Der Dayton-Vertrag sah die Schaffung von zwei Landesteilen - der Bosniakisch-Kroatischen Föderation und der Serbischen Republik (Republika Srpska) vor. Die gesamtstaatlichen Institutionen sind allerdings mit relativ geringen Befugnissen ausgestattet. „In Zukunft soll es aber weniger Dayton und mehr Brüssel geben“, betont Inzko, der das Amt seit 2009 innehat. Es werde „sicher auch zu Änderungen des Vertrages kommen“, aber im Moment sei dies nicht realistisch, „auch wenn jeder die Notwendigkeit sieht“. Vor allem der Präsident der Republika Srpska, Milorad Dodik, werde „Dayton 2, wie das Experten nennen, wahrscheinlich nicht zustimmen“.

Die komplizierten Mechanismen, die Dayton vorsieht, müssten künftig reformiert werden, auch Veränderung in der Struktur des Staatspräsidiums wären nach Inzkos Ansicht möglich, aber nicht gegenwärtig. Derzeit steht an der Spitze Bosniens ein Dreiergremium: Bakir Izetbegović vertritt die bosniakische Volksgruppe, Mladen Ivanić die serbische und Dragan Čović die kroatische. Vor allem solle die Funktionalität der Institutionen gestärkt werden, so Inzko.

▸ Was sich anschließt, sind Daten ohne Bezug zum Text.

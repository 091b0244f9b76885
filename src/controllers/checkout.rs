use axum::{
    extract::{Path, State},
    http::StatusCode,
    response::IntoResponse,
    routing::{get, post},
    Json, Router,
};
use serde::{Deserialize, Serialize};
use std::sync::Arc;
use uuid::Uuid;

use super::showtimes::{summarize, SelectionSummary};
use crate::errors::BookingError;
use crate::models::{Booking, ConfirmationPayload, ContactForm, PriceBreakdown, SessionContext, ShowtimeId};
use crate::services::checkout::{CheckoutState, CheckoutWorkflow, FailureKind};
use crate::services::ticketing::TicketClaims;
use crate::{AppState, CheckoutHandle};

pub fn routes() -> Router<Arc<AppState>> {
    Router::new()
        .route("/showtimes/{showtime_id}/checkout", post(begin_checkout))
        .route("/checkout/{checkout_id}", get(get_checkout))
        .route("/checkout/{checkout_id}/contact", post(submit_contact))
        .route("/checkout/{checkout_id}/pay", post(pay))
        .route("/checkout/{checkout_id}/retry", post(retry))
        .route("/checkout/{checkout_id}/cancel", post(cancel))
        .route("/tickets/verify", post(verify_ticket))
}

/* ---------- helpers ---------- */

#[derive(Debug, Serialize)]
struct CheckoutView {
    checkout_id: Uuid,
    state: CheckoutState,
    failure: Option<FailureKind>,
    booking: Booking,
    attempts: usize,
    price: PriceBreakdown,
    selection: SelectionSummary,
    confirmation: Option<ConfirmationPayload>,
}

fn view(checkout_id: Uuid, workflow: &CheckoutWorkflow, state: &AppState) -> CheckoutView {
    CheckoutView {
        checkout_id,
        state: workflow.state(),
        failure: workflow.failure(),
        booking: workflow.booking().clone(),
        attempts: workflow.attempts().len() + 1,
        price: workflow.price(),
        selection: summarize(workflow.selection(), &state.pricing),
        confirmation: workflow.ticket().map(|t| t.payload()),
    }
}

// Checkouts of other sessions are reported as missing.
fn find_checkout(state: &AppState, checkout_id: Uuid, session: &SessionContext) -> Result<Arc<CheckoutHandle>, BookingError> {
    state
        .checkouts
        .lock()
        .get(&checkout_id)
        .filter(|handle| handle.owner == session.token)
        .cloned()
        .ok_or_else(|| BookingError::NotFound(format!("checkout {checkout_id}")))
}

/* ---------- CHECKOUT ---------- */

// POST /api/showtimes/{id}/checkout
async fn begin_checkout(
    State(state): State<Arc<AppState>>,
    Path(showtime_id): Path<String>,
    session: SessionContext,
) -> Result<impl IntoResponse, BookingError> {
    let showtime_id = ShowtimeId::new(showtime_id);
    state.inventories.get(&showtime_id)?;
    let key = (session.token.clone(), showtime_id);

    let workflow = {
        let mut selections = state.selections.lock();
        let mut selection = selections.remove(&key).ok_or(BookingError::EmptySelection)?;
        selection.refresh();

        match CheckoutWorkflow::begin(&session, &state.auth, selection, state.pricing) {
            Ok(workflow) => workflow.with_currency(state.config.pricing.currency.clone()),
            Err(rejected) => {
                // The selection stays with the session, e.g. to resume after login.
                selections.insert(key, rejected.selection);
                return Err(rejected.error);
            }
        }
    };

    let checkout_id = workflow.booking().id();
    let body = view(checkout_id, &workflow, &state);
    let handle = Arc::new(CheckoutHandle::new(session.token.clone(), workflow));
    state.checkouts.lock().insert(checkout_id, handle);

    Ok((StatusCode::CREATED, Json(body)))
}

// GET /api/checkout/{id}
async fn get_checkout(
    State(state): State<Arc<AppState>>,
    Path(checkout_id): Path<Uuid>,
    session: SessionContext,
) -> Result<impl IntoResponse, BookingError> {
    let handle = find_checkout(&state, checkout_id, &session)?;
    let workflow = handle.workflow.lock().await;
    Ok(Json(view(checkout_id, &workflow, &state)))
}

// POST /api/checkout/{id}/contact
async fn submit_contact(
    State(state): State<Arc<AppState>>,
    Path(checkout_id): Path<Uuid>,
    session: SessionContext,
    Json(form): Json<ContactForm>,
) -> Result<impl IntoResponse, BookingError> {
    let handle = find_checkout(&state, checkout_id, &session)?;
    let mut workflow = handle.workflow.lock().await;
    workflow.submit_contact(form)?;
    Ok(Json(view(checkout_id, &workflow, &state)))
}

// POST /api/checkout/{id}/pay
async fn pay(
    State(state): State<Arc<AppState>>,
    Path(checkout_id): Path<Uuid>,
    session: SessionContext,
) -> Result<impl IntoResponse, BookingError> {
    let handle = find_checkout(&state, checkout_id, &session)?;
    let mut signal = handle.signal();
    let mut workflow = handle.workflow.lock().await;
    let confirmation = workflow
        .process_payment(state.payments.as_ref(), &state.issuer, &mut signal)
        .await?;
    Ok(Json(confirmation))
}

// POST /api/checkout/{id}/retry
async fn retry(
    State(state): State<Arc<AppState>>,
    Path(checkout_id): Path<Uuid>,
    session: SessionContext,
) -> Result<impl IntoResponse, BookingError> {
    let handle = find_checkout(&state, checkout_id, &session)?;
    let mut workflow = handle.workflow.lock().await;
    workflow.retry()?;
    Ok(Json(view(checkout_id, &workflow, &state)))
}

// POST /api/checkout/{id}/cancel
async fn cancel(
    State(state): State<Arc<AppState>>,
    Path(checkout_id): Path<Uuid>,
    session: SessionContext,
) -> Result<impl IntoResponse, BookingError> {
    let handle = find_checkout(&state, checkout_id, &session)?;

    // A payment in flight holds the workflow lock; the signal stops it there.
    let Ok(mut workflow) = handle.workflow.try_lock() else {
        handle.cancel();
        return Ok((StatusCode::ACCEPTED, Json(serde_json::json!({ "checkout_id": checkout_id, "cancelling": true }))));
    };
    workflow.cancel()?;
    handle.cancel();
    Ok((StatusCode::OK, Json(serde_json::json!(view(checkout_id, &workflow, &state)))))
}

/* ---------- TICKETS ---------- */

#[derive(Debug, Deserialize)]
struct VerifyTicketRequest {
    token: String,
}

// POST /api/tickets/verify
async fn verify_ticket(
    State(state): State<Arc<AppState>>,
    Json(req): Json<VerifyTicketRequest>,
) -> Result<Json<TicketClaims>, BookingError> {
    state.issuer.verify(&req.token).map(Json)
}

Bisher ist die Politik aufgrund dieser Strukturen oftmals gelähmt. Man könnte in Zukunft anstreben, einen Staatspräsidenten und zwei Stellvertreter zu haben. Der Präsident bliebe vier Jahre lang Vorsitzender, dann könnte rotiert werden, schlägt Inzko nach dem Muster des Amts des Premiers vor, wo es seinerzeit ebenfalls alle acht Monate eine Rotation gab, nun aber lediglich alle vier Jahre. Aber auch das sei im Moment nicht realistisch.

„EU darf Bosnien nicht aus den Augen verlieren“

Klar sei jedenfalls, dass die EU den Balkan und vor allem Bosnien nicht aus den Augen verlieren dürfe. „Denn ich als Hoher Repräsentant muss mich ja auch langsam zurückziehen. Und wenn die EU diesen Raum nicht füllt, dann werden natürlich andere kommen.“ Tun sie das nicht schon lange? Ja, sagt Inzko. „Aber die Strahlkraft der EU ist weiterhin ungebrochen. Viele der Jungen wollen lieber früher als später in die EU.“

„Ich persönlich war immer für einen früheren Kandidatenstatus und für eine späte Mitgliedschaft“, antwortet er, angesprochen auf die Frage der EU-Perspektive Bosniens. So könne man schon früher Projekte planen und das Land stärker an die EU anbinden. 2016 hatte Sarajevo seinen Antrag zur Verleihung des Status eines EU-Beitrittskandidaten gestellt. Ende des Monats übergibt Bosnien nun einen ausgefüllten Fragebogen mit über 3.000 Antworten an Brüssel, der Grundlage für die Entscheidung über die Verleihung des Kandidatenstatus sein wird. EU-Erweiterungskommissar Johannes Hahn soll diesen Fragebogen am 28. Februar in Sarajevo persönlich entgegennehmen.

Ein prosperierendes, stabiles Bosnien-Herzegowina, das ist für Inzko durchaus denkbar. „Das Land hat unglaublich viele Talente, viel Potenzial. Aber der Wandel muss auch von unten kommen.“ Die größten Herausforderungen derzeit seien Rechtsstaatlichkeit, Versöhnung und Bildung, aber auch die hohe Arbeitslosigkeit, trotz erstaunlichem Wirtschaftswachstum von über drei Prozent.